EXERCISE DESCRIPTION:
Check every line of the entries for "FromStr", and copy the lines that hold it.
========================
//! Per-network parameters assembled from the environment.
//!
//! A [`NetworkRegistry`] is built once at startup and is read-only afterwards.
//! Fork descriptors are derived on demand from the current environment.

use crate::{
    env::{EnvSource, ForkSettings, ProviderKeys},
    error::ConfigError,
    fork::{ForkBlockTable, ForkDescriptor},
    gas::DefaultGasTable,
    network::NetworkId,
    rpc::RpcUrlTable,
};
use alloy_primitives::BlockNumber;
use serde::Serialize;
use tracing::debug;

/// Resolved parameters of a single network.
#[derive(Debug, Clone, PartialEq, Eq, Serialize)]
#[serde(rename_all = "camelCase")]
pub struct NetworkEntry<'a> {
    pub network: NetworkId,
    pub rpc_url: &'a str,
    pub default_gas: Option<u128>,
    pub fork_block: Option<BlockNumber>,
}

/// RPC URLs, default gas prices and pinned fork blocks of every network.
#[derive(Debug, Clone, PartialEq, Eq)]
pub struct NetworkRegistry {
    rpc_urls: RpcUrlTable,
    default_gas: DefaultGasTable,
    fork_blocks: ForkBlockTable,
}

impl NetworkRegistry {
    /// Build the registry with the built-in gas and fork block tables.
    pub fn new(keys: &ProviderKeys) -> Self {
        Self {
            rpc_urls: RpcUrlTable::new(keys),
            default_gas: DefaultGasTable::default(),
            fork_blocks: ForkBlockTable::default(),
        }
    }

    /// Build the registry from the provider keys found in `env`.
    pub fn from_env(env: &impl EnvSource) -> Self {
        Self::new(&ProviderKeys::from_env(env))
    }

    /// Replace the default gas table.
    pub fn with_default_gas(mut self, default_gas: DefaultGasTable) -> Self {
        self.default_gas = default_gas;
        self
    }

    /// Replace the pinned fork block table.
    pub fn with_fork_blocks(mut self, fork_blocks: ForkBlockTable) -> Self {
        self.fork_blocks = fork_blocks;
        self
    }

    /// RPC URL of `network`.
    pub fn rpc_url(&self, network: NetworkId) -> &str {
        self.rpc_urls.get(network)
    }

    /// Default gas price of `network` in wei, if it has one.
    pub fn default_gas(&self, network: NetworkId) -> Option<u128> {
        self.default_gas.get(network)
    }

    /// Pinned fork block of `network`, if any.
    pub fn fork_block(&self, network: NetworkId) -> Option<BlockNumber> {
        self.fork_blocks.get(network)
    }

    /// The RPC URL table.
    pub const fn rpc_urls(&self) -> &RpcUrlTable {
        &self.rpc_urls
    }

    /// The default gas table.
    pub const fn default_gas_table(&self) -> &DefaultGasTable {
        &self.default_gas
    }

    /// The pinned fork block table.
    pub const fn fork_block_table(&self) -> &ForkBlockTable {
        &self.fork_blocks
    }

    /// Every network with its resolved parameters.
    pub fn networks(&self) -> impl Iterator<Item = NetworkEntry<'_>> + '_ {
        self.rpc_urls.iter().map(|(network, rpc_url)| NetworkEntry {
            network,
            rpc_url,
            default_gas: self.default_gas(network),
            fork_block: self.fork_block(network),
        })
    }

    /// Fork descriptor for already parsed settings.
    ///
    /// The block is the explicit override if any, then the pinned block of
    /// the network, otherwise left unset to fork from the tip.
    pub fn fork_config(&self, settings: &ForkSettings) -> Option<ForkDescriptor> {
        let network = settings.network?;
        let block_number = settings.block_number.or_else(|| self.fork_block(network));

        debug!(%network, ?block_number, "Resolved fork target");

        Some(ForkDescriptor {
            url: self.rpc_url(network).to_string(),
            block_number,
        })
    }

    /// Fork descriptor requested by `FORK` and `FORK_BLOCK_NUMBER`.
    ///
    /// Returns `Ok(None)` when `FORK` is unset or empty.
    pub fn build_fork_config(
        &self,
        env: &impl EnvSource,
    ) -> Result<Option<ForkDescriptor>, ConfigError> {
        let settings = ForkSettings::from_env(env)?;
        Ok(self.fork_config(&settings))
    }
}

#[cfg(test)]
mod tests {
    use super::*;
    use crate::env::{ALCHEMY_KEY, FORK, FORK_BLOCK_NUMBER, INFURA_KEY, TENDERLY_FORK_ID};
    use std::collections::HashMap;

    fn env(vars: &[(&str, &str)]) -> HashMap<String, String> {
        vars.iter()
            .map(|(k, v)| (k.to_string(), v.to_string()))
            .collect()
    }

    #[test]
    fn test_no_fork_target() {
        let env = env(&[(INFURA_KEY, "key")]);
        let registry = NetworkRegistry::from_env(&env);
        assert_eq!(registry.build_fork_config(&env).unwrap(), None);
    }

    #[test]
    fn test_fork_main_uses_pinned_block() {
        let env = env(&[(INFURA_KEY, "key"), (FORK, "main")]);
        let registry = NetworkRegistry::from_env(&env);

        let fork = registry.build_fork_config(&env).unwrap().unwrap();
        assert_eq!(fork.url, registry.rpc_url(NetworkId::Main));
        assert_eq!(fork.url, "https://mainnet.infura.io/v3/key");
        assert_eq!(fork.block_number, Some(12406069));
    }

    #[test]
    fn test_override_beats_pinned_block() {
        let env = env(&[(FORK, "main"), (FORK_BLOCK_NUMBER, "100")]);
        let registry = NetworkRegistry::from_env(&env);

        let fork = registry.build_fork_config(&env).unwrap().unwrap();
        assert_eq!(fork.block_number, Some(100));
    }

    #[test]
    fn test_bad_block_ignored_when_fork_disabled() {
        let env = env(&[(FORK, ""), (FORK_BLOCK_NUMBER, "latest")]);
        let registry = NetworkRegistry::from_env(&env);
        assert_eq!(registry.build_fork_config(&env).unwrap(), None);
    }

    #[test]
    fn test_zero_override_keeps_pinned_block() {
        let env = env(&[(FORK, "main"), (FORK_BLOCK_NUMBER, "0")]);
        let registry = NetworkRegistry::from_env(&env);

        let fork = registry.build_fork_config(&env).unwrap().unwrap();
        assert_eq!(fork.block_number, Some(12406069));
    }

    #[test]
    fn test_override_with_whitespace() {
        let env = env(&[(FORK, "main"), (FORK_BLOCK_NUMBER, " 100 ")]);
        let registry = NetworkRegistry::from_env(&env);

        let fork = registry.build_fork_config(&env).unwrap().unwrap();
        assert_eq!(fork.block_number, Some(100));
    }

    #[test]
    fn test_unpinned_network_forks_from_tip() {
        let env = env(&[(ALCHEMY_KEY, "alchemy"), (FORK, "kovan")]);
        let registry = NetworkRegistry::from_env(&env);

        let fork = registry.build_fork_config(&env).unwrap().unwrap();
        assert_eq!(fork.url, "https://eth-kovan.alchemyapi.io/v2/alchemy");
        assert_eq!(fork.block_number, None);
    }

    #[test]
    fn test_override_on_unpinned_network() {
        let env = env(&[(FORK, "bsc"), (FORK_BLOCK_NUMBER, "7000000")]);
        let registry = NetworkRegistry::from_env(&env);

        let fork = registry.build_fork_config(&env).unwrap().unwrap();
        assert_eq!(fork.url, "https://bsc-dataseed1.binance.org");
        assert_eq!(fork.block_number, Some(7_000_000));
    }

    #[test]
    fn test_tenderly_fork() {
        let env = env(&[(TENDERLY_FORK_ID, "session"), (FORK, "tenderlyMain")]);
        let registry = NetworkRegistry::from_env(&env);

        let fork = registry.build_fork_config(&env).unwrap().unwrap();
        assert_eq!(fork.url, "https://rpc.tenderly.co/fork/session");
        assert_eq!(fork.block_number, Some(12406069));
    }

    #[test]
    fn test_unknown_fork_target_fails() {
        let env = env(&[(FORK, "goerli")]);
        let registry = NetworkRegistry::from_env(&env);

        let err = registry.build_fork_config(&env).unwrap_err();
        assert!(matches!(err, ConfigError::UnknownNetwork(_)));
    }

    #[test]
    fn test_build_fork_config_is_idempotent() {
        let env = env(&[(INFURA_KEY, "key"), (FORK, "main")]);
        let registry = NetworkRegistry::from_env(&env);

        let first = registry.build_fork_config(&env).unwrap();
        let second = registry.build_fork_config(&env).unwrap();
        assert_eq!(first, second);
    }

    #[test]
    fn test_custom_tables() {
        let registry = NetworkRegistry::new(&ProviderKeys::default())
            .with_default_gas([(NetworkId::Main, 5)].into_iter().collect())
            .with_fork_blocks([(NetworkId::Hardhat, 42)].into_iter().collect());

        assert_eq!(registry.default_gas(NetworkId::Main), Some(5));
        assert_eq!(registry.default_gas(NetworkId::Kovan), None);
        assert_eq!(registry.fork_block(NetworkId::Main), None);

        let settings = ForkSettings {
            network: Some(NetworkId::Hardhat),
            block_number: None,
        };
        let fork = registry.fork_config(&settings).unwrap();
        assert_eq!(fork.url, "http://localhost:8545");
        assert_eq!(fork.block_number, Some(42));
    }

    #[test]
    fn test_networks_cover_all() {
        let registry = NetworkRegistry::new(&ProviderKeys::default());
        let entries: Vec<_> = registry.networks().collect();

        assert_eq!(entries.len(), NetworkId::COUNT);
        let main = entries
            .iter()
            .find(|entry| entry.network == NetworkId::Main)
            .unwrap();
        assert_eq!(main.default_gas, Some(65 * crate::GWEI));
        assert_eq!(main.fork_block, Some(12406069));
    }
}
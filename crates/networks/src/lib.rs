//! Network registry for the contract development toolchain.
//!
//! This crate provides:
//! - The closed set of supported networks ([`NetworkId`])
//! - RPC endpoints, default gas prices and pinned fork blocks per network
//! - Fork configuration derived from the environment

pub mod env;
pub mod error;
pub mod fork;
pub mod gas;
pub mod network;
pub mod registry;
pub mod rpc;

pub use env::{EnvSource, ForkSettings, ProcessEnv, ProviderKeys};
pub use error::ConfigError;
pub use fork::{ForkBlockTable, ForkDescriptor};
pub use gas::{DefaultGasTable, GWEI};
pub use network::{NetworkFamily, NetworkId};
pub use registry::{NetworkEntry, NetworkRegistry};
pub use rpc::{RpcProvider, RpcUrlTable};
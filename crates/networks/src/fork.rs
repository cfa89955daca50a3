//! Fork targets.

use crate::network::NetworkId;
use alloy_primitives::BlockNumber;
use serde::{Deserialize, Serialize};
use std::collections::BTreeMap;

/// Networks forked at a fixed height instead of the chain tip.
const BLOCK_TO_FORK: [(NetworkId, BlockNumber); 2] = [
    (NetworkId::Main, 12_406_069),
    (NetworkId::TenderlyMain, 12_406_069),
];

/// Pinned fork block per network. Absent means "fork from the tip".
#[derive(Debug, Clone, PartialEq, Eq)]
pub struct ForkBlockTable(BTreeMap<NetworkId, BlockNumber>);

impl Default for ForkBlockTable {
    fn default() -> Self {
        Self(BLOCK_TO_FORK.into_iter().collect())
    }
}

impl ForkBlockTable {
    /// Pinned fork block of `network`, if any.
    pub fn get(&self, network: NetworkId) -> Option<BlockNumber> {
        self.0.get(&network).copied()
    }

    /// Entries ordered by network.
    pub fn iter(&self) -> impl Iterator<Item = (NetworkId, BlockNumber)> + '_ {
        self.0.iter().map(|(network, block)| (*network, *block))
    }
}

impl FromIterator<(NetworkId, BlockNumber)> for ForkBlockTable {
    fn from_iter<I: IntoIterator<Item = (NetworkId, BlockNumber)>>(iter: I) -> Self {
        Self(iter.into_iter().collect())
    }
}

/// Forking configuration handed to the development node.
#[derive(Debug, Clone, PartialEq, Eq, Serialize, Deserialize)]
#[serde(rename_all = "camelCase")]
pub struct ForkDescriptor {
    /// RPC endpoint of the chain to replay
    pub url: String,
    /// Block to fork at; the chain tip when `None`
    #[serde(default, skip_serializing_if = "Option::is_none")]
    pub block_number: Option<BlockNumber>,
}
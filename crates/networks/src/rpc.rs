//! RPC endpoints per network.

use crate::{env::ProviderKeys, network::NetworkId};
use serde::{Deserialize, Serialize};
use tracing::{debug, warn};

/// Hosted RPC provider backing the Ethereum networks.
#[derive(Debug, Clone, Copy, PartialEq, Eq, Serialize, Deserialize)]
pub enum RpcProvider {
    Infura,
    Alchemy,
}

impl RpcProvider {
    /// Alchemy when its key is set, Infura otherwise.
    pub fn select(keys: &ProviderKeys) -> Self {
        if keys.alchemy_key.is_empty() {
            Self::Infura
        } else {
            Self::Alchemy
        }
    }

    /// Endpoint for a network served by this provider.
    fn endpoint(self, chain: &str, keys: &ProviderKeys) -> String {
        match self {
            Self::Alchemy => format!("https://eth-{chain}.alchemyapi.io/v2/{}", keys.alchemy_key),
            Self::Infura => format!("https://{chain}.infura.io/v3/{}", keys.infura_key),
        }
    }
}

/// RPC URL of every supported network.
#[derive(Debug, Clone, PartialEq, Eq)]
pub struct RpcUrlTable {
    provider: RpcProvider,
    urls: [String; NetworkId::COUNT],
}

impl RpcUrlTable {
    /// Build the URL of every network from the provider keys.
    pub fn new(keys: &ProviderKeys) -> Self {
        let provider = RpcProvider::select(keys);
        debug!(?provider, "Selected RPC provider");

        if provider == RpcProvider::Infura && keys.infura_key.is_empty() {
            warn!(
                "Neither ALCHEMY_KEY nor INFURA_KEY is set, hosted Ethereum endpoints have no key"
            );
        }
        if keys.tenderly_fork_id.is_empty() {
            debug!("TENDERLY_FORK_ID is not set");
        }

        let urls = NetworkId::ALL.map(|network| url_for(network, provider, keys));

        Self { provider, urls }
    }

    /// Provider used for the hosted Ethereum networks.
    pub const fn provider(&self) -> RpcProvider {
        self.provider
    }

    /// RPC URL of `network`.
    pub fn get(&self, network: NetworkId) -> &str {
        &self.urls[network.index()]
    }

    /// Every network with its URL, in declaration order.
    pub fn iter(&self) -> impl Iterator<Item = (NetworkId, &str)> + '_ {
        NetworkId::ALL
            .into_iter()
            .zip(self.urls.iter().map(String::as_str))
    }
}

fn url_for(network: NetworkId, provider: RpcProvider, keys: &ProviderKeys) -> String {
    let hosted = |chain| provider.endpoint(chain, keys);

    match network {
        NetworkId::Kovan => hosted("kovan"),
        NetworkId::Ropsten => hosted("ropsten"),
        NetworkId::Main => hosted("mainnet"),
        NetworkId::Coverage => "http://localhost:8555".to_string(),
        NetworkId::Hardhat | NetworkId::Buidlerevm => "http://localhost:8545".to_string(),
        NetworkId::TenderlyMain => {
            format!("https://rpc.tenderly.co/fork/{}", keys.tenderly_fork_id)
        }
        NetworkId::Htestnet => "https://http-testnet.hecochain.com".to_string(),
        NetworkId::Heco => "https://http-mainnet.hecochain.com".to_string(),
        NetworkId::Hoo => "https://http-mainnet.hoosmartchain.com".to_string(),
        NetworkId::Amain => "https://arbitrum.io/rpc".to_string(),
        NetworkId::Arinkeby => "https://rinkeby.arbitrum.io/rpc".to_string(),
        NetworkId::Bsc => "https://bsc-dataseed1.binance.org".to_string(),
        NetworkId::Bsctestnet => "https://data-seed-prebsc-1-s1.binance.org:8545".to_string(),
        NetworkId::Okex => "https://exchainrpc.okex.org".to_string(),
        NetworkId::Mumbai => "https://rpc-mumbai.maticvigil.com".to_string(),
        NetworkId::Matic => "https://rpc-mainnet.matic.network".to_string(),
        NetworkId::Xdai => "https://rpc.xdaichain.com/".to_string(),
    }
}
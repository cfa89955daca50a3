//! Environment inputs.
//!
//! Everything the registry reads comes through an [`EnvSource`], so tables
//! and fork descriptors can be built from the process environment, a parsed
//! settings file, or a plain map in tests.

use crate::{error::ConfigError, network::NetworkId};
use alloy_primitives::BlockNumber;
use serde::{Deserialize, Serialize};
use std::collections::{BTreeMap, HashMap};

/// Infura project key (primary provider).
pub const INFURA_KEY: &str = "INFURA_KEY";
/// Alchemy API key (alternate provider, preferred when set).
pub const ALCHEMY_KEY: &str = "ALCHEMY_KEY";
/// Tenderly fork session id.
pub const TENDERLY_FORK_ID: &str = "TENDERLY_FORK_ID";
/// Name of the network to fork from.
pub const FORK: &str = "FORK";
/// Block height to pin the fork at.
pub const FORK_BLOCK_NUMBER: &str = "FORK_BLOCK_NUMBER";

/// A source of environment variables.
pub trait EnvSource {
    /// Raw value of `key`, if present.
    fn var(&self, key: &str) -> Option<String>;

    /// Value of `key`, treating an empty string as unset.
    fn non_empty(&self, key: &str) -> Option<String> {
        self.var(key).filter(|value| !value.is_empty())
    }

    /// Consult `fallback` for keys this source does not set.
    fn or<F>(self, fallback: F) -> Layered<Self, F>
    where
        Self: Sized,
        F: EnvSource,
    {
        Layered {
            primary: self,
            fallback,
        }
    }
}

/// The environment of the current process.
#[derive(Debug, Clone, Copy, Default)]
pub struct ProcessEnv;

impl EnvSource for ProcessEnv {
    fn var(&self, key: &str) -> Option<String> {
        std::env::var(key).ok()
    }
}

impl EnvSource for HashMap<String, String> {
    fn var(&self, key: &str) -> Option<String> {
        self.get(key).cloned()
    }
}

impl EnvSource for BTreeMap<String, String> {
    fn var(&self, key: &str) -> Option<String> {
        self.get(key).cloned()
    }
}

impl<E: EnvSource + ?Sized> EnvSource for &E {
    fn var(&self, key: &str) -> Option<String> {
        (**self).var(key)
    }
}

/// Two sources, the first taking precedence over the second.
#[derive(Debug, Clone)]
pub struct Layered<P, F> {
    primary: P,
    fallback: F,
}

impl<P: EnvSource, F: EnvSource> EnvSource for Layered<P, F> {
    fn var(&self, key: &str) -> Option<String> {
        self.primary
            .non_empty(key)
            .or_else(|| self.fallback.var(key))
    }
}

/// Provider credentials read once when the registry is built.
///
/// Missing variables become empty strings.
#[derive(Debug, Clone, Default, PartialEq, Eq, Serialize, Deserialize)]
pub struct ProviderKeys {
    pub infura_key: String,
    pub alchemy_key: String,
    pub tenderly_fork_id: String,
}

impl ProviderKeys {
    /// Read the provider keys, defaulting missing ones to empty strings.
    pub fn from_env(env: &impl EnvSource) -> Self {
        Self {
            infura_key: env.non_empty(INFURA_KEY).unwrap_or_default(),
            alchemy_key: env.non_empty(ALCHEMY_KEY).unwrap_or_default(),
            tenderly_fork_id: env.non_empty(TENDERLY_FORK_ID).unwrap_or_default(),
        }
    }
}

/// Fork request read from the environment.
#[derive(Debug, Clone, Copy, Default, PartialEq, Eq, Serialize, Deserialize)]
pub struct ForkSettings {
    /// Network to fork from; `None` disables forking.
    pub network: Option<NetworkId>,
    /// Explicit block height, overriding the pinned block of the network.
    pub block_number: Option<BlockNumber>,
}

impl ForkSettings {
    /// Parse `FORK` and `FORK_BLOCK_NUMBER`.
    ///
    /// The block override is only read when `FORK` names a network. A block
    /// override of `0` counts as unset.
    pub fn from_env(env: &impl EnvSource) -> Result<Self, ConfigError> {
        let Some(network) = env
            .non_empty(FORK)
            .map(|name| name.parse::<NetworkId>())
            .transpose()?
        else {
            return Ok(Self::default());
        };

        let block_number = env
            .non_empty(FORK_BLOCK_NUMBER)
            .map(|value| {
                value
                    .trim()
                    .parse::<BlockNumber>()
                    .map_err(|source| ConfigError::InvalidForkBlock { value, source })
            })
            .transpose()?
            .filter(|block| *block != 0);

        Ok(Self {
            network: Some(network),
            block_number,
        })
    }
}
//! Supported network identifiers.
//!
//! Names match the values accepted by the `FORK` environment variable
//! (`main`, `tenderlyMain`, `bsctestnet`, ...).

use crate::error::ConfigError;
use serde::{Deserialize, Serialize};
use std::{fmt, str::FromStr};

/// Chain family a network belongs to.
#[derive(Debug, Clone, Copy, PartialEq, Eq, Hash, PartialOrd, Ord, Serialize, Deserialize)]
pub enum NetworkFamily {
    Ethereum,
    Polygon,
    XDai,
    Heco,
    Hoo,
    Arbitrum,
    Bsc,
    Okex,
}

/// Identifier of a supported network.
#[derive(Debug, Clone, Copy, PartialEq, Eq, Hash, PartialOrd, Ord, Serialize, Deserialize)]
#[serde(rename_all = "camelCase")]
pub enum NetworkId {
    // Ethereum
    Kovan,
    Ropsten,
    Main,
    Coverage,
    Hardhat,
    Buidlerevm,
    /// Remote fork session hosted by Tenderly.
    TenderlyMain,
    // Polygon
    Matic,
    Mumbai,
    // xDai
    Xdai,
    // Heco
    Heco,
    Htestnet,
    // Hoo
    Hoo,
    // Arbitrum
    Amain,
    Arinkeby,
    // BSC
    Bsc,
    Bsctestnet,
    // OKEx
    Okex,
}

impl NetworkId {
    /// Number of supported networks.
    pub const COUNT: usize = Self::ALL.len();

    /// Every supported network, in declaration order.
    pub const ALL: [Self; 18] = [
        Self::Kovan,
        Self::Ropsten,
        Self::Main,
        Self::Coverage,
        Self::Hardhat,
        Self::Buidlerevm,
        Self::TenderlyMain,
        Self::Matic,
        Self::Mumbai,
        Self::Xdai,
        Self::Heco,
        Self::Htestnet,
        Self::Hoo,
        Self::Amain,
        Self::Arinkeby,
        Self::Bsc,
        Self::Bsctestnet,
        Self::Okex,
    ];

    /// Canonical network name.
    pub const fn as_str(self) -> &'static str {
        match self {
            Self::Kovan => "kovan",
            Self::Ropsten => "ropsten",
            Self::Main => "main",
            Self::Coverage => "coverage",
            Self::Hardhat => "hardhat",
            Self::Buidlerevm => "buidlerevm",
            Self::TenderlyMain => "tenderlyMain",
            Self::Matic => "matic",
            Self::Mumbai => "mumbai",
            Self::Xdai => "xdai",
            Self::Heco => "heco",
            Self::Htestnet => "htestnet",
            Self::Hoo => "hoo",
            Self::Amain => "amain",
            Self::Arinkeby => "arinkeby",
            Self::Bsc => "bsc",
            Self::Bsctestnet => "bsctestnet",
            Self::Okex => "okex",
        }
    }

    /// Chain family of the network.
    pub const fn family(self) -> NetworkFamily {
        match self {
            Self::Kovan
            | Self::Ropsten
            | Self::Main
            | Self::Coverage
            | Self::Hardhat
            | Self::Buidlerevm
            | Self::TenderlyMain => NetworkFamily::Ethereum,
            Self::Matic | Self::Mumbai => NetworkFamily::Polygon,
            Self::Xdai => NetworkFamily::XDai,
            Self::Heco | Self::Htestnet => NetworkFamily::Heco,
            Self::Hoo => NetworkFamily::Hoo,
            Self::Amain | Self::Arinkeby => NetworkFamily::Arbitrum,
            Self::Bsc | Self::Bsctestnet => NetworkFamily::Bsc,
            Self::Okex => NetworkFamily::Okex,
        }
    }

    /// Whether the network is a development node on the loopback interface.
    pub const fn is_local(self) -> bool {
        matches!(self, Self::Coverage | Self::Hardhat | Self::Buidlerevm)
    }

    /// Slot of this network in dense per-network tables.
    pub(crate) const fn index(self) -> usize {
        self as usize
    }
}

impl fmt::Display for NetworkId {
    fn fmt(&self, f: &mut fmt::Formatter<'_>) -> fmt::Result {
        f.pad(self.as_str())
    }
}

impl FromStr for NetworkId {
    type Err = ConfigError;

    fn from_str(s: &str) -> Result<Self, Self::Err> {
        Self::ALL
            .into_iter()
            .find(|network| network.as_str() == s)
            .ok_or_else(|| ConfigError::UnknownNetwork(s.to_string()))
    }
}

#[cfg(test)]
mod tests {
    use super::*;

    #[test]
    fn test_names_parse_back() {
        for network in NetworkId::ALL {
            assert_eq!(network.to_string().parse::<NetworkId>().unwrap(), network);
        }
    }

    #[test]
    fn test_serde_name_matches_display() {
        for network in NetworkId::ALL {
            let json = serde_json::to_string(&network).unwrap();
            assert_eq!(json, format!("\"{}\"", network.as_str()));
        }
    }

    #[test]
    fn test_index_matches_position() {
        for (i, network) in NetworkId::ALL.into_iter().enumerate() {
            assert_eq!(network.index(), i);
        }
    }

    #[test]
    fn test_unknown_name() {
        let err = "mainnet".parse::<NetworkId>().unwrap_err();
        assert!(matches!(err, ConfigError::UnknownNetwork(name) if name == "mainnet"));
    }

    #[test]
    fn test_families() {
        assert_eq!(NetworkId::TenderlyMain.family(), NetworkFamily::Ethereum);
        assert_eq!(NetworkId::Bsctestnet.family(), NetworkFamily::Bsc);
        assert_eq!(NetworkId::Arinkeby.family(), NetworkFamily::Arbitrum);
        assert!(NetworkId::Hardhat.is_local());
        assert!(!NetworkId::Main.is_local());
    }
}
use thiserror::Error;

/// An error that can occur when parsing a rule string.
#[derive(Clone, Copy, Debug, PartialEq, Eq, Error)]
pub enum ParseRuleError {
    /// The syntax of the rule string is invalid.
    #[error("The syntax of the rule string is invalid")]
    InvalidSyntax,
    /// The birth or survival condition is invalid.
    #[error("The birth or survival condition is invalid")]
    InvalidCondition,
}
========================
YOUR RESPONSE:
use std::{fmt, str::FromStr};
impl FromStr for NetworkId {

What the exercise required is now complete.